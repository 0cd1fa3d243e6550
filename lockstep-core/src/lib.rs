//! Frame-locked cluster transport.
//! One server drives frames; every client renders the server's shared state for the same frame.

pub mod config;
pub mod connection;
pub mod network;
pub mod protocol;
pub mod shared;
pub mod wire;

pub use config::{ClusterConfig, NetworkMode, NodeConfig, SyncPolicy};
pub use connection::{Connection, ConnectionHandler, ConnectionParams, SendError};
pub use network::{ClusterNetwork, ClusterObserver, NetworkError, NoopObserver, SyncMode};
pub use protocol::{ConnectionKind, Header, MessageKind, Role, HEADER_SIZE};
pub use shared::{deserialize, serialize, CodecError, SharedData, SharedValue, SharedValueRef};
pub use wire::{decode_header, encode_header, encode_message, HeaderError};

▶ _Work instruction_:
Scan the material above for the word "config", and copy each line where it appears.

▶ _Task output_:
pub mod config;
pub use config::{ClusterConfig, NetworkMode, NodeConfig, SyncPolicy};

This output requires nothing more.